▸ **TASK OBJECTIVE**
Print the data exactly as it appears, keeping every word.

▸ **DATA FOR PROCESSING**

○ ○ ○ ○

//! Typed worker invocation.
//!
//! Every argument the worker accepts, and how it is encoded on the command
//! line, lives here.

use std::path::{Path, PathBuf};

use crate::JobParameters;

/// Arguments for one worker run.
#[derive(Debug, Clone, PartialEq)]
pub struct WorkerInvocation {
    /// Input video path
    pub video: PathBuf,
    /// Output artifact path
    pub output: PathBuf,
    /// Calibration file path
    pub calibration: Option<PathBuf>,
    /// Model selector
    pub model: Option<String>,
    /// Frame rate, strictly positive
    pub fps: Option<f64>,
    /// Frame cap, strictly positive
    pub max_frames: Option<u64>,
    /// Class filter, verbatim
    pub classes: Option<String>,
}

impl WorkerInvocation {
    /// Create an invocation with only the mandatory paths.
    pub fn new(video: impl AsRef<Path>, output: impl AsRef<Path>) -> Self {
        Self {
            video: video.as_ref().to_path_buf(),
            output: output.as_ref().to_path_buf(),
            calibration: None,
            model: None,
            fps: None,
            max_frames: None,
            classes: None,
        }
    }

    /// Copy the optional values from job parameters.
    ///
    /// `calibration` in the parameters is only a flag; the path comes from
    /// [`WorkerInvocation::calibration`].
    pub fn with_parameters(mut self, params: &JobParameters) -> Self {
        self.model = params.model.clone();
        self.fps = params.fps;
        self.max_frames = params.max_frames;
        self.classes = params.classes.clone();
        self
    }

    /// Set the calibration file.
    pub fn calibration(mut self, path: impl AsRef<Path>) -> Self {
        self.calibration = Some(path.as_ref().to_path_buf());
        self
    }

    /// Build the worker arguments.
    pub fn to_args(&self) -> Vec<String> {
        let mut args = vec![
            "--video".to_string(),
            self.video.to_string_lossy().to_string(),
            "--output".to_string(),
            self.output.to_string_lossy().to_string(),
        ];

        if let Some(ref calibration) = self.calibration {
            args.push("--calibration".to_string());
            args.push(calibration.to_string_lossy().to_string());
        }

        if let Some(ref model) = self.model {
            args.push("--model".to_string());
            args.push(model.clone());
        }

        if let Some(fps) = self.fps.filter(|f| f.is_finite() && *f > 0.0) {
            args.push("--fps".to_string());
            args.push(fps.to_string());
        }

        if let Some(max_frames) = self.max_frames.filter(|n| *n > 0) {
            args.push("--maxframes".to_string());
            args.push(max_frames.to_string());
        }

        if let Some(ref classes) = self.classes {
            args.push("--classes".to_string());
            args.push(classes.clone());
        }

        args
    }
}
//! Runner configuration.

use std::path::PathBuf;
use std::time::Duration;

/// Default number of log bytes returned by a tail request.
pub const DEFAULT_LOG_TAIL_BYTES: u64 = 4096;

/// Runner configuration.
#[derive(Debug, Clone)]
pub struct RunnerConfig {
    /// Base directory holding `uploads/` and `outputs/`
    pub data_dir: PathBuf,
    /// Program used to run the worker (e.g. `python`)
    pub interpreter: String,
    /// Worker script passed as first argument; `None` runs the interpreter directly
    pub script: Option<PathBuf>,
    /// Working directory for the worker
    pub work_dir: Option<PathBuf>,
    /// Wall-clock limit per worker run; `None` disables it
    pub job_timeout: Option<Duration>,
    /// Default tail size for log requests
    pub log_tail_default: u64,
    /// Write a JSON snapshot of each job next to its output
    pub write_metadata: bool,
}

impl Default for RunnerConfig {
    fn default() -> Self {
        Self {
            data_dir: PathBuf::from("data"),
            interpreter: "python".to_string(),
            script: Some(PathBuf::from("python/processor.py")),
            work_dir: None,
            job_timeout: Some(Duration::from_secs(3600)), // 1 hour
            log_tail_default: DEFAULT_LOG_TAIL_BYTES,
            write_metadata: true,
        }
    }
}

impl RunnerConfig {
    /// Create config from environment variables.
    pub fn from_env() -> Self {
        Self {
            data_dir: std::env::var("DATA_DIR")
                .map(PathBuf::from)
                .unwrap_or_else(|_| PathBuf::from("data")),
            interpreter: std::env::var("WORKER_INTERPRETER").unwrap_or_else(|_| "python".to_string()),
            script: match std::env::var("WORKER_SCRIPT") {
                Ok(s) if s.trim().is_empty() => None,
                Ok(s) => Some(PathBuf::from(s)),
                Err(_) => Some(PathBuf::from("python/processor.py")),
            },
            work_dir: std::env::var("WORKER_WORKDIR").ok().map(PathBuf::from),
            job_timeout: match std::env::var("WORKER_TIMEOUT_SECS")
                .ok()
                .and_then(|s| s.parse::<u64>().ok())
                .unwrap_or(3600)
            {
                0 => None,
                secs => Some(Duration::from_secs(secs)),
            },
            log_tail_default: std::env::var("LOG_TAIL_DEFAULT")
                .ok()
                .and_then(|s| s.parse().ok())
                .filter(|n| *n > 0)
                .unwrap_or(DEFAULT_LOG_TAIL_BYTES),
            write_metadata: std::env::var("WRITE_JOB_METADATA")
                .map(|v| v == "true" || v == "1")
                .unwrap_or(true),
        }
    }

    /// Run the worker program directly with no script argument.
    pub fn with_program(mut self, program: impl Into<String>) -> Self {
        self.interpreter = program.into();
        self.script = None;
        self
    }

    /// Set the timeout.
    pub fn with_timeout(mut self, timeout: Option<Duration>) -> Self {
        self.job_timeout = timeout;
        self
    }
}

○ ○ ○ ○

▸ **EXERCISE RESULT**
//! Typed worker invocation.
//!
//! Every argument the worker accepts, and how it is encoded on the command
//! line, lives here.

use std::path::{Path, PathBuf};

use crate::JobParameters;

/// Arguments for one worker run.
#[derive(Debug, Clone, PartialEq)]
pub struct WorkerInvocation {
    /// Input video path
    pub video: PathBuf,
    /// Output artifact path
    pub output: PathBuf,
    /// Calibration file path
    pub calibration: Option<PathBuf>,
    /// Model selector
    pub model: Option<String>,
    /// Frame rate, strictly positive
    pub fps: Option<f64>,
    /// Frame cap, strictly positive
    pub max_frames: Option<u64>,
    /// Class filter, verbatim
    pub classes: Option<String>,
}

impl WorkerInvocation {
    /// Create an invocation with only the mandatory paths.
    pub fn new(video: impl AsRef<Path>, output: impl AsRef<Path>) -> Self {
        Self {
            video: video.as_ref().to_path_buf(),
            output: output.as_ref().to_path_buf(),
            calibration: None,
            model: None,
            fps: None,
            max_frames: None,
            classes: None,
        }
    }

    /// Copy the optional values from job parameters.
    ///
    /// `calibration` in the parameters is only a flag; the path comes from
    /// [`WorkerInvocation::calibration`].
    pub fn with_parameters(mut self, params: &JobParameters) -> Self {
        self.model = params.model.clone();
        self.fps = params.fps;
        self.max_frames = params.max_frames;
        self.classes = params.classes.clone();
        self
    }

    /// Set the calibration file.
    pub fn calibration(mut self, path: impl AsRef<Path>) -> Self {
        self.calibration = Some(path.as_ref().to_path_buf());
        self
    }

    /// Build the worker arguments.
    pub fn to_args(&self) -> Vec<String> {
        let mut args = vec![
            "--video".to_string(),
            self.video.to_string_lossy().to_string(),
            "--output".to_string(),
            self.output.to_string_lossy().to_string(),
        ];

        if let Some(ref calibration) = self.calibration {
            args.push("--calibration".to_string());
            args.push(calibration.to_string_lossy().to_string());
        }

        if let Some(ref model) = self.model {
            args.push("--model".to_string());
            args.push(model.clone());
        }

        if let Some(fps) = self.fps.filter(|f| f.is_finite() && *f > 0.0) {
            args.push("--fps".to_string());
            args.push(fps.to_string());
        }

        if let Some(max_frames) = self.max_frames.filter(|n| *n > 0) {
            args.push("--maxframes".to_string());
            args.push(max_frames.to_string());
        }

        if let Some(ref classes) = self.classes {
            args.push("--classes".to_string());
            args.push(classes.clone());
        }

        args
    }
}
//! Runner configuration.

use std::path::PathBuf;
use std::time::Duration;

/// Default number of log bytes returned by a tail request.
pub const DEFAULT_LOG_TAIL_BYTES: u64 = 4096;

/// Runner configuration.
#[derive(Debug, Clone)]
pub struct RunnerConfig {
    /// Base directory holding `uploads/` and `outputs/`
    pub data_dir: PathBuf,
    /// Program used to run the worker (e.g. `python`)
    pub interpreter: String,
    /// Worker script passed as first argument; `None` runs the interpreter directly
    pub script: Option<PathBuf>,
    /// Working directory for the worker
    pub work_dir: Option<PathBuf>,
    /// Wall-clock limit per worker run; `None` disables it
    pub job_timeout: Option<Duration>,
    /// Default tail size for log requests
    pub log_tail_default: u64,
    /// Write a JSON snapshot of each job next to its output
    pub write_metadata: bool,
}

impl Default for RunnerConfig {
    fn default() -> Self {
        Self {
            data_dir: PathBuf::from("data"),
            interpreter: "python".to_string(),
            script: Some(PathBuf::from("python/processor.py")),
            work_dir: None,
            job_timeout: Some(Duration::from_secs(3600)), // 1 hour
            log_tail_default: DEFAULT_LOG_TAIL_BYTES,
            write_metadata: true,
        }
    }
}

impl RunnerConfig {
    /// Create config from environment variables.
    pub fn from_env() -> Self {
        Self {
            data_dir: std::env::var("DATA_DIR")
                .map(PathBuf::from)
                .unwrap_or_else(|_| PathBuf::from("data")),
            interpreter: std::env::var("WORKER_INTERPRETER").unwrap_or_else(|_| "python".to_string()),
            script: match std::env::var("WORKER_SCRIPT") {
                Ok(s) if s.trim().is_empty() => None,
                Ok(s) => Some(PathBuf::from(s)),
                Err(_) => Some(PathBuf::from("python/processor.py")),
            },
            work_dir: std::env::var("WORKER_WORKDIR").ok().map(PathBuf::from),
            job_timeout: match std::env::var("WORKER_TIMEOUT_SECS")
                .ok()
                .and_then(|s| s.parse::<u64>().ok())
                .unwrap_or(3600)
            {
                0 => None,
                secs => Some(Duration::from_secs(secs)),
            },
            log_tail_default: std::env::var("LOG_TAIL_DEFAULT")
                .ok()
                .and_then(|s| s.parse().ok())
                .filter(|n| *n > 0)
                .unwrap_or(DEFAULT_LOG_TAIL_BYTES),
            write_metadata: std::env::var("WRITE_JOB_METADATA")
                .map(|v| v == "true" || v == "1")
                .unwrap_or(true),
        }
    }

    /// Run the worker program directly with no script argument.
    pub fn with_program(mut self, program: impl Into<String>) -> Self {
        self.interpreter = program.into();
        self.script = None;
        self
    }

    /// Set the timeout.
    pub fn with_timeout(mut self, timeout: Option<Duration>) -> Self {
        self.job_timeout = timeout;
        self
    }
}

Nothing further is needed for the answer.